TOKYO Nippon Telegraph and Telephone Corp. (NTT) has developed a diamond semiconductor device that operates at 81 GHz frequency, more than twice the speed of earlier devices. The advance promises to make amplification in the millimeter-wave band from 30 to 300 GHz possible for the first time, NTT claimed.
Diamond is expected to be the next generation semiconductor material because of its high thermal conductivity, high breakdown voltage and high carrier mobility.

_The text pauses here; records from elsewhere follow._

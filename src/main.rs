use anyhow::{Context, Result, bail};
use clap::Parser;
use serde_json::{Map, Value, json};
use std::io::Read;
use std::path::{Path, PathBuf};

use shinylive::app_json::FileContent;
use shinylive::assets;
use shinylive::config::{
    BASE_PACKAGES_ENV, CACHE_DIR_ENV, Config, SHINYLIVE_ASSETS_VERSION, SHINYLIVE_PACKAGE_VERSION,
    parse_package_list,
};
use shinylive::deps::Resolver;
use shinylive::deps::htmldep;
use shinylive::export::{ExportOptions, export};
use shinylive::http::build_http_client;
use shinylive::runtime::{RealRuntime, Runtime};
use shinylive::url::{AppLanguage, AppMode, ShinyliveApp, detect_app_language, url_decode};

/// shinylive - Shiny apps that run entirely in the browser
///
/// Export Shiny for Python apps as static sites, manage the local copy of the
/// Shinylive web assets, and create or decode shinylive.io links.
#[derive(Parser, Debug)]
#[command(author, version = SHINYLIVE_PACKAGE_VERSION, about)]
struct Cli {
    #[command(subcommand)]
    command: Commands,

    /// Print debugging information
    #[arg(long, global = true)]
    verbose: bool,

    /// Directory holding the cached web assets
    #[arg(long = "cache-dir", env = CACHE_DIR_ENV, value_name = "PATH", global = true)]
    cache_dir: Option<PathBuf>,

    /// Comma-separated packages included in every deployment
    #[arg(long = "base-packages", env = BASE_PACKAGES_ENV, value_name = "NAMES", global = true)]
    base_packages: Option<String>,
}

#[derive(clap::Subcommand, Debug)]
enum Commands {
    /// Turn a Shiny app into a bundle that can be deployed to a static web host
    ///
    /// Files in venv/ and files starting with '.' are left out. Serve the
    /// result locally with:
    ///   python3 -m http.server --directory DESTDIR --bind localhost 8008
    Export(ExportArgs),

    /// Manage the local copy of the Shinylive web assets
    Assets {
        #[command(subcommand)]
        command: AssetsCommand,
    },

    /// Integration with the Quarto shinylive extension
    Extension {
        #[command(subcommand)]
        command: ExtensionCommand,
    },

    /// Create or decode a shinylive.io URL
    Url {
        #[command(subcommand)]
        command: UrlCommand,
    },
}

#[derive(clap::Args, Debug)]
struct ExportArgs {
    /// Directory containing the Shiny application
    appdir: PathBuf,

    /// Destination directory for the static site
    destdir: PathBuf,

    /// Subdir in which to put the app
    #[arg(long)]
    subdir: Option<PathBuf>,

    /// Include every Pyodide package, not only the ones the app needs
    #[arg(long)]
    full_shinylive: bool,

    /// A JSON object, or a path to a JSON file, with template parameters
    #[arg(long, value_name = "JSON|FILE")]
    template_params: Option<String>,

    /// Directory with the templates for the exported files
    #[arg(long, value_name = "PATH")]
    template_dir: Option<PathBuf>,
}

#[derive(clap::Args, Debug)]
struct DirArg {
    /// Assets directory, if not the default
    #[arg(long, value_name = "PATH")]
    dir: Option<PathBuf>,
}

#[derive(clap::Subcommand, Debug)]
enum AssetsCommand {
    /// Print information about the local assets
    Info(DirArg),

    /// Download the assets of a version
    Download {
        /// Version to download
        #[arg(long, default_value = SHINYLIVE_ASSETS_VERSION)]
        version: String,

        /// URL to download from; overrides --version
        #[arg(long)]
        url: Option<String>,

        #[command(flatten)]
        dir: DirArg,
    },

    /// Remove every local version except the one in use
    Cleanup(DirArg),

    /// Remove one local version
    Remove {
        version: String,

        #[command(flatten)]
        dir: DirArg,
    },

    /// Copy assets from a local shinylive build directory
    InstallFromLocal {
        /// The build directory, e.g. ./build of a shinylive checkout
        build: PathBuf,

        /// Version of the assets being copied
        #[arg(long, default_value = SHINYLIVE_ASSETS_VERSION)]
        version: String,

        #[command(flatten)]
        dir: DirArg,
    },

    /// Symlink assets from a local shinylive build directory
    LinkFromLocal {
        /// The build directory, e.g. ./build of a shinylive checkout
        build: PathBuf,

        /// Version of the assets being linked
        #[arg(long, default_value = SHINYLIVE_ASSETS_VERSION)]
        version: String,

        #[command(flatten)]
        dir: DirArg,
    },

    /// Print the assets version this tool uses
    Version,
}

#[derive(clap::Subcommand, Debug)]
enum ExtensionCommand {
    /// Print the tool version, assets version and script locations
    Info,

    /// Print the HTML dependencies for language-agnostic assets
    BaseHtmldeps {
        /// Directory of shinylive-sw.js, relative to the output directory
        #[arg(long)]
        sw_dir: Option<String>,
    },

    /// Print the Pyodide and Pyright resources
    LanguageResources,

    /// Print the package resources an app needs
    AppResources {
        /// JSON array of {name, content, type} objects; read from stdin if absent
        #[arg(long, value_name = "FILE")]
        json_file: Option<PathBuf>,
    },
}

#[derive(clap::Subcommand, Debug)]
enum UrlCommand {
    /// Create a shinylive.io URL from local files
    Encode {
        /// The main app file, or - to read its code from stdin
        #[arg(default_value = "-")]
        app: String,

        /// Extra files or directories
        files: Vec<PathBuf>,

        /// Show the editor, or only the app
        #[arg(short, long, default_value = "editor")]
        mode: AppMode,

        /// Language of the app: py, python, r or R. Detected when absent
        #[arg(short, long)]
        language: Option<AppLanguage>,

        /// Print the bundle as JSON
        #[arg(long)]
        json: bool,

        /// Hide the Shinylive header
        #[arg(long)]
        no_header: bool,
    },

    /// Decode a shinylive.io URL
    Decode {
        /// The URL, or - to read it from stdin
        #[arg(default_value = "-")]
        url: String,

        /// Write the app's files here instead of printing them
        #[arg(long, value_name = "PATH")]
        dir: Option<PathBuf>,

        /// Print the bundle as JSON
        #[arg(long)]
        json: bool,
    },
}

#[tokio::main]
async fn main() -> Result<()> {
    let cli = Cli::parse();
    let default_filter = if cli.verbose { "debug" } else { "warn" };
    env_logger::Builder::from_env(env_logger::Env::default().default_filter_or(default_filter))
        .init();
    let runtime = RealRuntime;

    match cli.command {
        Commands::Export(ref args) => {
            let config = load_config(&runtime, &cli, None)?;
            run_export(&runtime, &config, args).await?
        }
        Commands::Assets { ref command } => run_assets(&runtime, &cli, command).await?,
        Commands::Extension { ref command } => run_extension(&runtime, &cli, command).await?,
        Commands::Url { ref command } => run_url(&runtime, command)?,
    }
    Ok(())
}

fn load_config<R: Runtime>(runtime: &R, cli: &Cli, dir: Option<&DirArg>) -> Result<Config> {
    let cache_dir = dir
        .and_then(|d| d.dir.clone())
        .or_else(|| cli.cache_dir.clone());
    let mut config = Config::new(runtime, cache_dir)?;
    if let Some(names) = &cli.base_packages {
        config = config.with_base_packages(parse_package_list(names));
    }
    Ok(config)
}

async fn ensure_assets<R: Runtime>(runtime: &R, config: &Config) -> Result<()> {
    let http = build_http_client()?;
    assets::ensure_assets(runtime, &http, config, None).await?;
    Ok(())
}

async fn run_export<R: Runtime>(runtime: &R, config: &Config, args: &ExportArgs) -> Result<()> {
    let template_params = match &args.template_params {
        Some(params) => parse_template_params(runtime, params)?,
        None => Map::new(),
    };

    ensure_assets(runtime, config).await?;
    let resolver = Resolver::from_config(runtime, config)?;
    let options = ExportOptions {
        appdir: args.appdir.clone(),
        destdir: args.destdir.clone(),
        subdir: args.subdir.clone().unwrap_or_default(),
        full_shinylive: args.full_shinylive,
        template_dir: args.template_dir.clone(),
        template_params,
    };
    export(runtime, config, &resolver, &options)?;
    Ok(())
}

/// Template parameters come from a JSON file when `params` names one, else from `params` itself.
fn parse_template_params<R: Runtime>(runtime: &R, params: &str) -> Result<Map<String, Value>> {
    let path = Path::new(params);
    let text = if runtime.exists(path) {
        runtime.read_to_string(path)?
    } else {
        params.to_string()
    };
    match serde_json::from_str(&text).context("Failed to parse template parameters")? {
        Value::Object(map) => Ok(map),
        _ => bail!("Template parameters must be a JSON object"),
    }
}

async fn run_assets<R: Runtime>(runtime: &R, cli: &Cli, command: &AssetsCommand) -> Result<()> {
    match command {
        AssetsCommand::Info(dir) => {
            let config = load_config(runtime, cli, Some(dir))?;
            print!("{}", assets::info(runtime, &config.cache_dir)?);
        }
        AssetsCommand::Download { version, url, dir } => {
            let config = load_config(runtime, cli, Some(dir))?.with_assets_version(version);
            let url = url.clone().unwrap_or_else(|| config.bundle_url());
            let http = build_http_client()?;
            assets::download_assets(runtime, &http, &config.cache_dir, &url).await?;
        }
        AssetsCommand::Cleanup(dir) => {
            let config = load_config(runtime, cli, Some(dir))?;
            assets::cleanup(runtime, &config.cache_dir, SHINYLIVE_ASSETS_VERSION)?;
        }
        AssetsCommand::Remove { version, dir } => {
            let config = load_config(runtime, cli, Some(dir))?;
            assets::remove_versions(runtime, &config.cache_dir, std::slice::from_ref(version))?;
        }
        AssetsCommand::InstallFromLocal {
            build,
            version,
            dir,
        } => {
            let config = load_config(runtime, cli, Some(dir))?;
            println!(
                "Copying shinylive-{} from {} to {}",
                version,
                build.display(),
                config.cache_dir.display()
            );
            assets::copy_from_local(runtime, build, &config.cache_dir, version)?;
        }
        AssetsCommand::LinkFromLocal {
            build,
            version,
            dir,
        } => {
            let config = load_config(runtime, cli, Some(dir))?;
            let target = assets::link_from_local(runtime, build, &config.cache_dir, version)?;
            println!(
                "Creating symlink from {} to {}",
                target.display(),
                build.display()
            );
        }
        AssetsCommand::Version => println!("{}", SHINYLIVE_ASSETS_VERSION),
    }
    Ok(())
}

async fn run_extension<R: Runtime>(
    runtime: &R,
    cli: &Cli,
    command: &ExtensionCommand,
) -> Result<()> {
    let config = load_config(runtime, cli, None)?;
    let output = match command {
        ExtensionCommand::Info => json!({
            "version": SHINYLIVE_PACKAGE_VERSION,
            "assets_version": SHINYLIVE_ASSETS_VERSION,
            "scripts": {
                "codeblock-to-json": config.codeblock_to_json_file(),
            },
        }),
        ExtensionCommand::BaseHtmldeps { sw_dir } => {
            ensure_assets(runtime, &config).await?;
            serde_json::to_value(htmldep::base_deps_htmldep(
                runtime,
                &config,
                sw_dir.as_deref(),
            )?)?
        }
        ExtensionCommand::LanguageResources => {
            ensure_assets(runtime, &config).await?;
            let resolver = Resolver::from_config(runtime, &config)?;
            serde_json::to_value(htmldep::python_resources(runtime, &config, &resolver)?)?
        }
        ExtensionCommand::AppResources { json_file } => {
            let text = match json_file {
                Some(path) => runtime.read_to_string(path)?,
                None => read_stdin()?,
            };
            let files: Vec<FileContent> =
                serde_json::from_str(&text).context("Failed to parse the app's files")?;
            ensure_assets(runtime, &config).await?;
            let resolver = Resolver::from_config(runtime, &config)?;
            serde_json::to_value(htmldep::app_resources(&config, &resolver, &files))?
        }
    };
    println!("{}", output);
    Ok(())
}

fn run_url<R: Runtime>(runtime: &R, command: &UrlCommand) -> Result<()> {
    match command {
        UrlCommand::Encode {
            app,
            files,
            mode,
            language,
            json,
            no_header,
        } => {
            let from_stdin = app == "-";
            let app_in = if from_stdin { read_stdin()? } else { app.clone() };
            let language = match language {
                Some(language) => *language,
                None => detect_app_language(&app_in)?,
            };
            let files: Vec<&Path> = files.iter().map(PathBuf::as_path).collect();
            let app = if from_stdin {
                ShinyliveApp::from_text(runtime, &app_in, &files, language)?
            } else {
                ShinyliveApp::from_local(runtime, Path::new(&app_in), &files, language)?
            }
            .with_mode(*mode)
            .with_header(!no_header);

            if *json {
                println!("{}", app.to_json()?);
            } else {
                println!("{}", app.to_url()?);
            }
        }
        UrlCommand::Decode { url, dir, json } => {
            let url_in = if url == "-" { read_stdin()? } else { url.clone() };
            let app = url_decode(&url_in)?;
            if *json {
                println!("{}", app.to_json()?);
            } else if let Some(dir) = dir {
                app.write_files(runtime, dir)?;
            } else {
                println!("{}", app.to_chunk_contents());
            }
        }
    }
    Ok(())
}

fn read_stdin() -> Result<String> {
    let mut input = String::new();
    std::io::stdin()
        .read_to_string(&mut input)
        .context("Failed to read stdin")?;
    Ok(input)
}
use std::{
    process::Command,
    time::{SystemTime, UNIX_EPOCH},
};

fn main() {
    println!("cargo:rerun-if-changed=.git/HEAD");
    println!("cargo:rerun-if-changed=.git/index");
    println!("cargo:rerun-if-env-changed=SHINYLIVE_RUN_CROSS_WINDOWS_TESTS");

    println!("cargo::rustc-check-cfg=cfg(shinylive_skip_cross_windows_tests)");

    // Symlink tests can't run when cross-compiling to Windows from another host
    // unless explicitly enabled.
    let host = std::env::var("HOST").unwrap_or_default();
    let target = std::env::var("TARGET").unwrap_or_default();
    let enable_cross_windows_tests = std::env::var("SHINYLIVE_RUN_CROSS_WINDOWS_TESTS").is_ok();

    if !enable_cross_windows_tests && target.contains("windows") && !host.contains("windows") {
        println!("cargo:rustc-cfg=shinylive_skip_cross_windows_tests");
    }

    let output = Command::new("git")
        .args(["describe", "--tags", "--always", "--dirty"])
        .output();

    let version = match output {
        Ok(o) if o.status.success() => {
            let git_output = String::from_utf8(o.stdout)
                .unwrap_or_default()
                .trim()
                .to_string();

            let version = git_output.strip_prefix('v').unwrap_or(&git_output);

            if version.ends_with("-dirty") || version.is_empty() {
                format!("{}-{}", version, timestamp())
            } else {
                version.to_string()
            }
        }
        _ => format!("0.0.0-unknown-{}", timestamp()),
    };

    println!("cargo:rustc-env=SHINYLIVE_VERSION={}", version);
}

fn timestamp() -> u64 {
    SystemTime::now()
        .duration_since(UNIX_EPOCH)
        .expect("Time went backwards")
        .as_secs()
}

Together, these characteristics makes diamond semiconductors most suitable for high frequency, high power devices.
But diamond semiconductors are prone to defects and impurities that have hindered development of prototype devices with performance close to the expected, theoretical performance of diamond semiconductor devices.
NTT Basic Research Laboratory said it developed a diamond semiconductor thin-film layer in April 2002 that overcomes some of these problems. NTT researchers found that crystal defects, carbon graphite and impurities hurt performance. They eliminated crystal defects and graphite and reduced impurities to 1/20th of previous materials using a high purity gas to grow the diamond layer at lower temperatures of 650-750 degrees C.
The resulting diamond layer showed a carrier mobility at 1300 cm2/Vs, about 20 times higher when compared to previous prototypes, NTT said.
The NTT lab has been in collaboration with the University of Ulm in Germany, which had already succeeded in fabricating FET devices, to develop a diamond semiconductor device using its diamond thin-film layer.
The joint team formed T-shaped gates on the diamond layer, which is on a 3-mm2 diamond substrate. The gate width, which determines the performance of devices, is 0.2 micron. The device operated continuously at 81 GHz. Once the peripherals technology is established, NTT researchers said they expect to boost the output power of the device as high as 30 W/mm, the level required for practical use.
NTT is now working to further decrease impurities to improve the quality of diamond crystal. It is targeting devices with an operating frequency of 200 GHz and an output power of 30 W/mm.
The diamond devices are expected to be in demand to replace with the vacuum tubes that are used in the high frequency, high-power applications such as receivers and transmitters at digital TV broadcasting stations.